Enterospora canceri n. gen., n. sp., intranuclear within the hepatopancreatocytes of the European edible crab Cancer pagurus.

Only 1 genus (Nucleospora) within 1 family (Enterocytozoonidae) of the Microsporidia contains species that are parasitic within the nuclei of their host cells; to date, all described intranuclear Nucleospora spp. parasitise fish. This study describes the first intranuclear microsporidian parasite of an invertebrate, the European edible crab Cancer pagurus L. (Decapoda: Cancridae). Infected crabs displayed no obvious external signs, and maximum apparent prevalence of infection within a monthly sample was 3.45%. Infected hepatopancreatic tubules were characterised by varying numbers of hypertrophic and eosinophilic nuclei within epithelial cells. Parasite stages appeared as eosinophilic granular accumulations causing margination of host chromatin. In advanced cases, the tubule epithelia degenerated, with parasites and sloughed epithelial cells appearing in tubule lumens. All life stages of the parasite were observed within host nuclei. Uninucleate meronts were not detected, although binucleate stages were observed. Multinucleate plasmodia (sporogonal plasmodia) contained up to 22 nuclei in section, and late-stage plasmodia contained multiple copies of apparatus resembling the polar filament and anchoring disk, apparently associated with individual plasmodial nuclei. As such, aggregation and early assembly of sporoblast components took place within the intact sporogonial plasmodium, a feature unique to the Enterocytozoonidae. Liberation of sporoblasts from plasmodia or the presence of liberated sporoblasts was not observed in this study. However, large numbers of maturing and mature spores (measuring 1.3 +/- 0.02 x 0.7 +/- 0.01 microm) were frequently observed in direct contact with the host nucleoplasm. Considering the shared features of this parasite with microsporidians of the family Enterocytozoonidae, and the unique presence of this parasite within the nucleoplasm of decapod crustacean hepatopancreatocytes, this parasite (Enterospora canceri) is proposed as the type species of a new genus (Enterospora) of microsporidian. Molecular taxonomic work is now required, comparing Enterospora to Enterocytozoon and Nucleospora, the 2 other genera within the Enterocytozoonidae.

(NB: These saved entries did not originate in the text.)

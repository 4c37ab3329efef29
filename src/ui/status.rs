use ratatui::{
    Frame,
    prelude::Rect,
    style::{Modifier, Style},
    text::{Line, Span},
    widgets::{Block, BorderType, Borders, Clear, Paragraph, Wrap},
};

use crate::state::{AppState, StatusLevel};
use crate::theme::theme;

/// What: Draw the current status message as a toast in the bottom-right corner.
///
/// Inputs:
/// - `f`: Frame to draw into.
/// - `app`: State holding the status area.
/// - `area`: Full frame area.
///
/// Details:
/// - Nothing is drawn when no message is active; expiry is handled by the tick.
pub fn render_status(f: &mut Frame, app: &AppState, area: Rect) {
    let th = theme();
    let Some(msg) = app.status.current() else {
        return;
    };
    let (title, color) = match msg.level {
        StatusLevel::Info => (" Info ", th.green),
        StatusLevel::Warning => (" Warning ", th.yellow),
        StatusLevel::Error => (" Error ", th.red),
    };
    let text_w = u16::try_from(unicode_width::UnicodeWidthStr::width(msg.text.as_str()))
        .unwrap_or(u16::MAX);
    let max_w = area.width.saturating_sub(4).max(10);
    let w = text_w.saturating_add(4).min(max_w);
    let inner_w = w.saturating_sub(2).max(1);
    let h = text_w.div_ceil(inner_w).saturating_add(2).min(area.height);
    let rect = Rect {
        x: area.x + area.width.saturating_sub(w + 1),
        y: area.y + area.height.saturating_sub(h + 1),
        width: w,
        height: h,
    };
    f.render_widget(Clear, rect);
    let toast = Paragraph::new(Line::from(Span::styled(
        msg.text.clone(),
        Style::default().fg(th.text),
    )))
    .wrap(Wrap { trim: true })
    .block(
        Block::default()
            .borders(Borders::ALL)
            .border_type(BorderType::Rounded)
            .title(Span::styled(
                title,
                Style::default().fg(color).add_modifier(Modifier::BOLD),
            ))
            .border_style(Style::default().fg(color))
            .style(Style::default().bg(th.surface1)),
    );
    f.render_widget(toast, rect);
}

Enterospora sp., an intranuclear microsporidian infection of hermit crab Eupagurus bernhardus.

Recent work at our laboratory has led to the discovery of a new genus of microsporidian parasite residing in the family Enterocytozoonidae. The type species of this new genus, Enterospora canceri, is an intranuclear parasite infecting the hepatopancreatocytes of the decapod crustacean Cancer pagurus. Here we provide the second description of a parasite within the genus Enterospora, this time infecting the hermit crab Eupagurus bernhardus from U.K. waters. The pathological manifestation and ultrastructural features of the hermit crab parasite are very similar to those described for E. canceri. Further taxonomic comparisons based upon ultrastructural and molecular affinities of Enterospora are now required to define firmer links between this new genus within the Enterocytozoonidae and all other microsporidian families. The opportunistic nature of the discovery of a second intranuclear microsporidian within the Crustacea suggests that their presence may be more common than in higher animal groups.